Task data
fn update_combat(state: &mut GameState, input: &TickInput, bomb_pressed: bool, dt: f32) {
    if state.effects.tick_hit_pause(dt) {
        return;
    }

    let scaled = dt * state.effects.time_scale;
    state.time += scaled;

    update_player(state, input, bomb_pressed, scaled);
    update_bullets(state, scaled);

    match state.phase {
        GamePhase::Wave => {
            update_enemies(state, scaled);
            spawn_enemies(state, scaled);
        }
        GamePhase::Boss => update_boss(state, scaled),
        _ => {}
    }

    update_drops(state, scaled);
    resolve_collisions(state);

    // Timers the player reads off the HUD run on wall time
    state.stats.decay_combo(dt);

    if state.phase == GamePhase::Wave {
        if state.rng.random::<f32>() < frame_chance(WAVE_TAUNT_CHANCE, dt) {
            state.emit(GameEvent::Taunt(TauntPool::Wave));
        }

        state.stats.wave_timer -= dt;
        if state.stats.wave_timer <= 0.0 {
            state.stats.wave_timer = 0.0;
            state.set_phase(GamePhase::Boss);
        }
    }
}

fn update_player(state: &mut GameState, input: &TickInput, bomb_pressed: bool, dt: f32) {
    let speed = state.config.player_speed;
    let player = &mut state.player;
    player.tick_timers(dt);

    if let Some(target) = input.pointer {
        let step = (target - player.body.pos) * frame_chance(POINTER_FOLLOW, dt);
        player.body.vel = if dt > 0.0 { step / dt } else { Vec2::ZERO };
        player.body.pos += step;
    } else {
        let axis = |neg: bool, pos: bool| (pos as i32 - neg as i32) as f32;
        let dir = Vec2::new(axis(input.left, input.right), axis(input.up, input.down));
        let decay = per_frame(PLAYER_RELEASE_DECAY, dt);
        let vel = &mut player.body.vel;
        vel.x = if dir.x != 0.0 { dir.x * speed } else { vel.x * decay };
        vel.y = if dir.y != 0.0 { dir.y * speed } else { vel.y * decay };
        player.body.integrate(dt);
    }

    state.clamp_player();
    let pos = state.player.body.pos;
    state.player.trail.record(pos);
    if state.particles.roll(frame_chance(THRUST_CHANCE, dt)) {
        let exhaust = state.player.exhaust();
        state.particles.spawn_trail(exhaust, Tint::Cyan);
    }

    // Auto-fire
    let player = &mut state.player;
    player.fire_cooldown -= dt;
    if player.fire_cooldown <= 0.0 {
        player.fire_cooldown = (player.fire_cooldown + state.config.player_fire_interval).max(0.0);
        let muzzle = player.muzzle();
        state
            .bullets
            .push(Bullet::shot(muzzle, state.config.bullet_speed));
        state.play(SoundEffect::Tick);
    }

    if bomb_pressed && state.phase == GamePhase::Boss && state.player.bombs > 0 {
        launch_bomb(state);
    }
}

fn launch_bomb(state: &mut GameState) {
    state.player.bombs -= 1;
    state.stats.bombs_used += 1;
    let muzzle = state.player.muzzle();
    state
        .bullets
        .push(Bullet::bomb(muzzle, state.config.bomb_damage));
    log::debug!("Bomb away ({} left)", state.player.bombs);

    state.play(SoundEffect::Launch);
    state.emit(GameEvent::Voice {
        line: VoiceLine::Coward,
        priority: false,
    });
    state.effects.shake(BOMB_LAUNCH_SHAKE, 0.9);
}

Work instruction
Return every line above exactly as it stands.

Result for this task
fn update_combat(state: &mut GameState, input: &TickInput, bomb_pressed: bool, dt: f32) {
    if state.effects.tick_hit_pause(dt) {
        return;
    }

    let scaled = dt * state.effects.time_scale;
    state.time += scaled;

    update_player(state, input, bomb_pressed, scaled);
    update_bullets(state, scaled);

    match state.phase {
        GamePhase::Wave => {
            update_enemies(state, scaled);
            spawn_enemies(state, scaled);
        }
        GamePhase::Boss => update_boss(state, scaled),
        _ => {}
    }

    update_drops(state, scaled);
    resolve_collisions(state);

    // Timers the player reads off the HUD run on wall time
    state.stats.decay_combo(dt);

    if state.phase == GamePhase::Wave {
        if state.rng.random::<f32>() < frame_chance(WAVE_TAUNT_CHANCE, dt) {
            state.emit(GameEvent::Taunt(TauntPool::Wave));
        }

        state.stats.wave_timer -= dt;
        if state.stats.wave_timer <= 0.0 {
            state.stats.wave_timer = 0.0;
            state.set_phase(GamePhase::Boss);
        }
    }
}

fn update_player(state: &mut GameState, input: &TickInput, bomb_pressed: bool, dt: f32) {
    let speed = state.config.player_speed;
    let player = &mut state.player;
    player.tick_timers(dt);

    if let Some(target) = input.pointer {
        let step = (target - player.body.pos) * frame_chance(POINTER_FOLLOW, dt);
        player.body.vel = if dt > 0.0 { step / dt } else { Vec2::ZERO };
        player.body.pos += step;
    } else {
        let axis = |neg: bool, pos: bool| (pos as i32 - neg as i32) as f32;
        let dir = Vec2::new(axis(input.left, input.right), axis(input.up, input.down));
        let decay = per_frame(PLAYER_RELEASE_DECAY, dt);
        let vel = &mut player.body.vel;
        vel.x = if dir.x != 0.0 { dir.x * speed } else { vel.x * decay };
        vel.y = if dir.y != 0.0 { dir.y * speed } else { vel.y * decay };
        player.body.integrate(dt);
    }

    state.clamp_player();
    let pos = state.player.body.pos;
    state.player.trail.record(pos);
    if state.particles.roll(frame_chance(THRUST_CHANCE, dt)) {
        let exhaust = state.player.exhaust();
        state.particles.spawn_trail(exhaust, Tint::Cyan);
    }

    // Auto-fire
    let player = &mut state.player;
    player.fire_cooldown -= dt;
    if player.fire_cooldown <= 0.0 {
        player.fire_cooldown = (player.fire_cooldown + state.config.player_fire_interval).max(0.0);
        let muzzle = player.muzzle();
        state
            .bullets
            .push(Bullet::shot(muzzle, state.config.bullet_speed));
        state.play(SoundEffect::Tick);
    }

    if bomb_pressed && state.phase == GamePhase::Boss && state.player.bombs > 0 {
        launch_bomb(state);
    }
}

fn launch_bomb(state: &mut GameState) {
    state.player.bombs -= 1;
    state.stats.bombs_used += 1;
    let muzzle = state.player.muzzle();
    state
        .bullets
        .push(Bullet::bomb(muzzle, state.config.bomb_damage));
    log::debug!("Bomb away ({} left)", state.player.bombs);

    state.play(SoundEffect::Launch);
    state.emit(GameEvent::Voice {
        line: VoiceLine::Coward,
        priority: false,
    });
    state.effects.shake(BOMB_LAUNCH_SHAKE, 0.9);
}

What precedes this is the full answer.